After months of hesitating and asking God for direction, we finally came to a decision to leave New Covenant Sanctuary. Maybe it's just us, but Sunday after Sunday, I feel that Penny and I were just going through the motion of going to church and serving our respective ministries. I cried out to God and asked for forgiveness that we'd become so passive. What had happened? We don't even know. I guess we came to a point where we were fed up of everything going in circles, and church was the last place we'd expect to deal with spirals.


Many have asked us - what if it was God's will for us to be placed in NCS, wouldn't we be going against His will by leaving? It's a case of being stuck between a rock and a hard place - we'd be damned if we did and damned if we didn't. Again, I prayed for forgiveness and told God that I'd rather sin in an attempt to get closer to Him than to remain there and sin anyway by harbouring so much bitterness that would kill our spiritual lives eventually.
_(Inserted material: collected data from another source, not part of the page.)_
//! Conversion from conversation messages to chat completion messages.

use crate::error::{ConjureError, Result};
use crate::message::{Message, Part, Role};
use async_openai::types::{
    ChatCompletionMessageToolCall, ChatCompletionRequestAssistantMessageArgs,
    ChatCompletionRequestMessage, ChatCompletionRequestMessageContentPartImage,
    ChatCompletionRequestMessageContentPartText, ChatCompletionRequestToolMessageArgs,
    ChatCompletionRequestUserMessageArgs, ChatCompletionRequestUserMessageContent,
    ChatCompletionRequestUserMessageContentPart, ChatCompletionToolType, FunctionCall, ImageUrl,
};
use serde_json::{json, Value};

/// Convert a conversation history into provider messages.
///
/// Assistant tool-result parts expand into an assistant message carrying the
/// tool calls followed by one tool message per result.
pub fn to_provider_messages(messages: &[Message]) -> Result<Vec<ChatCompletionRequestMessage>> {
    let mut converted = Vec::with_capacity(messages.len());
    for message in messages {
        match message.role {
            Role::User => {
                if let Some(user) = user_message(message)? {
                    converted.push(user);
                }
            }
            Role::Assistant => converted.extend(assistant_messages(message)?),
        }
    }
    Ok(converted)
}

fn user_message(message: &Message) -> Result<Option<ChatCompletionRequestMessage>> {
    let mut parts = Vec::new();
    let mut multimodal = false;

    for part in &message.parts {
        match part {
            Part::Text { text } => parts.push(text_part(text)),
            Part::Image { url } => {
                multimodal = true;
                parts.push(image_part(url));
            }
            Part::File { url, media_type } if media_type.starts_with("image/") => {
                multimodal = true;
                parts.push(image_part(url));
            }
            Part::File { url, media_type } => {
                parts.push(text_part(&format!("[Attached file: {} ({})]", url, media_type)));
            }
            Part::ToolResult { .. } => {}
        }
    }

    if parts.is_empty() {
        return Ok(None);
    }

    let content = if multimodal {
        ChatCompletionRequestUserMessageContent::Array(parts)
    } else {
        ChatCompletionRequestUserMessageContent::Text(message.text())
    };

    let user = ChatCompletionRequestUserMessageArgs::default()
        .content(content)
        .build()
        .map_err(|e| ConjureError::Model(e.to_string()))?;
    Ok(Some(user.into()))
}

fn text_part(text: &str) -> ChatCompletionRequestUserMessageContentPart {
    ChatCompletionRequestUserMessageContentPart::Text(ChatCompletionRequestMessageContentPartText {
        text: text.to_string(),
    })
}

fn image_part(url: &str) -> ChatCompletionRequestUserMessageContentPart {
    ChatCompletionRequestUserMessageContentPart::ImageUrl(
        ChatCompletionRequestMessageContentPartImage {
            image_url: ImageUrl {
                url: url.to_string(),
                detail: None,
            },
        },
    )
}

fn assistant_messages(message: &Message) -> Result<Vec<ChatCompletionRequestMessage>> {
    let mut converted = Vec::new();
    let mut turn = AssistantTurn::default();

    for part in &message.parts {
        match part {
            Part::Text { text } => {
                if !turn.tool_calls.is_empty() {
                    turn.flush_into(&mut converted)?;
                }
                turn.texts.push(text.as_str());
            }
            Part::ToolResult {
                tool_call_id,
                tool_name,
                input,
                output,
                error,
            } => {
                turn.tool_calls.push(tool_call(
                    tool_call_id,
                    tool_name,
                    input.as_ref().unwrap_or(&json!({})),
                ));
                turn.tool_messages.push(tool_message(
                    tool_call_id,
                    &tool_content(output.as_ref(), error.as_deref()),
                )?);
            }
            Part::Image { .. } | Part::File { .. } => {}
        }
    }

    turn.flush_into(&mut converted)?;
    Ok(converted)
}

/// One model turn inside an assistant message: text, then the calls it made.
#[derive(Default)]
struct AssistantTurn<'a> {
    texts: Vec<&'a str>,
    tool_calls: Vec<ChatCompletionMessageToolCall>,
    tool_messages: Vec<ChatCompletionRequestMessage>,
}

impl AssistantTurn<'_> {
    fn flush_into(&mut self, converted: &mut Vec<ChatCompletionRequestMessage>) -> Result<()> {
        let text = self.texts.join(" ");
        self.texts.clear();
        if text.is_empty() && self.tool_calls.is_empty() {
            return Ok(());
        }

        let mut args = ChatCompletionRequestAssistantMessageArgs::default();
        if !text.is_empty() {
            args.content(text);
        }
        if !self.tool_calls.is_empty() {
            args.tool_calls(std::mem::take(&mut self.tool_calls));
        }
        let assistant = args
            .build()
            .map_err(|e| ConjureError::Model(e.to_string()))?;

        converted.push(assistant.into());
        converted.append(&mut self.tool_messages);
        Ok(())
    }
}

/// A function tool call as it appears in an assistant message.
pub(crate) fn tool_call(id: &str, name: &str, input: &Value) -> ChatCompletionMessageToolCall {
    ChatCompletionMessageToolCall {
        id: id.to_string(),
        r#type: ChatCompletionToolType::Function,
        function: FunctionCall {
            name: name.to_string(),
            arguments: input.to_string(),
        },
    }
}

/// A tool message answering a tool call.
pub(crate) fn tool_message(id: &str, content: &str) -> Result<ChatCompletionRequestMessage> {
    let message = ChatCompletionRequestToolMessageArgs::default()
        .tool_call_id(id)
        .content(content.to_string())
        .build()
        .map_err(|e| ConjureError::Model(e.to_string()))?;
    Ok(message.into())
}

fn tool_content(output: Option<&Value>, error: Option<&str>) -> String {
    match (output, error) {
        (Some(output), _) => output.to_string(),
        (None, Some(error)) => json!({ "error": error }).to_string(),
        (None, None) => json!({ "status": "completed" }).to_string(),
    }
}

#[cfg(test)]
mod tests {
    use super::*;
    use async_openai::types::{
        ChatCompletionRequestAssistantMessageContent, ChatCompletionRequestToolMessageContent,
    };

    #[test]
    fn test_plain_user_text() {
        let converted = to_provider_messages(&[Message::user_text("Who founded Hogwarts?")]).unwrap();
        assert_eq!(converted.len(), 1);
        match &converted[0] {
            ChatCompletionRequestMessage::User(user) => match &user.content {
                ChatCompletionRequestUserMessageContent::Text(text) => {
                    assert_eq!(text, "Who founded Hogwarts?")
                }
                other => panic!("Expected text content, got {:?}", other),
            },
            other => panic!("Expected user message, got {:?}", other),
        }
    }

    #[test]
    fn test_user_attachments_become_parts() {
        let message = Message::new(
            Role::User,
            vec![
                Part::text("What is this?"),
                Part::File {
                    url: "data:image/png;base64,AAAA".to_string(),
                    media_type: "image/png".to_string(),
                },
                Part::File {
                    url: "https://x/notes.pdf".to_string(),
                    media_type: "application/pdf".to_string(),
                },
            ],
        );

        let converted = to_provider_messages(&[message]).unwrap();
        match &converted[0] {
            ChatCompletionRequestMessage::User(user) => match &user.content {
                ChatCompletionRequestUserMessageContent::Array(parts) => {
                    assert_eq!(parts.len(), 3);
                    assert!(matches!(
                        parts[1],
                        ChatCompletionRequestUserMessageContentPart::ImageUrl(_)
                    ));
                }
                other => panic!("Expected parts, got {:?}", other),
            },
            other => panic!("Expected user message, got {:?}", other),
        }
    }

    #[test]
    fn test_assistant_tool_results_expand() {
        let message = Message::new(
            Role::Assistant,
            vec![
                Part::text("Let me look."),
                Part::ToolResult {
                    tool_call_id: "call_1".to_string(),
                    tool_name: "search".to_string(),
                    input: Some(json!({"query": "owls"})),
                    output: Some(json!({"results": []})),
                    error: None,
                },
                Part::ToolResult {
                    tool_call_id: "call_2".to_string(),
                    tool_name: "createImage".to_string(),
                    input: None,
                    output: None,
                    error: Some("quota".to_string()),
                },
            ],
        );

        let converted = to_provider_messages(&[message]).unwrap();
        assert_eq!(converted.len(), 3);

        match &converted[0] {
            ChatCompletionRequestMessage::Assistant(assistant) => {
                let calls = assistant.tool_calls.as_ref().unwrap();
                assert_eq!(calls.len(), 2);
                assert_eq!(calls[0].function.arguments, r#"{"query":"owls"}"#);
                assert_eq!(calls[1].function.arguments, "{}");
                assert!(matches!(
                    assistant.content,
                    Some(ChatCompletionRequestAssistantMessageContent::Text(ref t)) if t == "Let me look."
                ));
            }
            other => panic!("Expected assistant message, got {:?}", other),
        }

        match &converted[2] {
            ChatCompletionRequestMessage::Tool(tool) => {
                assert_eq!(tool.tool_call_id, "call_2");
                assert!(matches!(
                    tool.content,
                    ChatCompletionRequestToolMessageContent::Text(ref t) if t.contains("quota")
                ));
            }
            other => panic!("Expected tool message, got {:?}", other),
        }
    }

    #[test]
    fn test_text_after_tool_results_follows_tool_messages() {
        let message = Message::new(
            Role::Assistant,
            vec![
                Part::text("Let me check."),
                Part::ToolResult {
                    tool_call_id: "c1".to_string(),
                    tool_name: "search".to_string(),
                    input: Some(json!({"query": "horcrux"})),
                    output: Some(json!({"results": []})),
                    error: None,
                },
                Part::text("Nothing found, I fear."),
            ],
        );

        let converted = to_provider_messages(&[message]).unwrap();
        assert_eq!(converted.len(), 3);

        match &converted[0] {
            ChatCompletionRequestMessage::Assistant(assistant) => {
                assert_eq!(assistant.tool_calls.as_ref().unwrap()[0].id, "c1");
                assert!(matches!(
                    assistant.content,
                    Some(ChatCompletionRequestAssistantMessageContent::Text(ref t)) if t == "Let me check."
                ));
            }
            other => panic!("Expected assistant message, got {:?}", other),
        }
        assert!(matches!(converted[1], ChatCompletionRequestMessage::Tool(_)));
        match &converted[2] {
            ChatCompletionRequestMessage::Assistant(assistant) => {
                assert!(assistant.tool_calls.is_none());
                assert!(matches!(
                    assistant.content,
                    Some(ChatCompletionRequestAssistantMessageContent::Text(ref t)) if t == "Nothing found, I fear."
                ));
            }
            other => panic!("Expected assistant message, got {:?}", other),
        }
    }

    #[test]
    fn test_each_step_keeps_its_own_calls() {
        let result = |id: &str| Part::ToolResult {
            tool_call_id: id.to_string(),
            tool_name: "search".to_string(),
            input: None,
            output: Some(json!({"results": []})),
            error: None,
        };
        let message = Message::new(
            Role::Assistant,
            vec![result("a"), Part::text("Hmm."), result("b"), Part::text("Done.")],
        );

        let converted = to_provider_messages(&[message]).unwrap();
        let roles: Vec<&str> = converted
            .iter()
            .map(|m| match m {
                ChatCompletionRequestMessage::Assistant(_) => "assistant",
                ChatCompletionRequestMessage::Tool(_) => "tool",
                _ => "other",
            })
            .collect();
        assert_eq!(roles, vec!["assistant", "tool", "assistant", "tool", "assistant"]);
    }

    #[test]
    fn test_empty_messages_are_dropped() {
        let empty = Message::new(Role::Assistant, Vec::new());
        assert!(to_provider_messages(&[empty]).unwrap().is_empty());
    }
}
I couldn't bear to leave everything that we tried so hard to build up, but I asked myself 'Would I be able to make a difference?'. In the end, it's all about doing it for His glory and not mine. I remember the prophecy given to me was that I'd work with youth of THE church; the prophecy didn't say THIS church, so I comfort myself with the thought that it's still His house no matter where we serve.

If it was really God's will for us to be there, guess He would send a 'big fish' to 'swallow' us up and spit us out back there.

We continue to pray for the people of NCS as we begin a new chapter in our walk with Christ.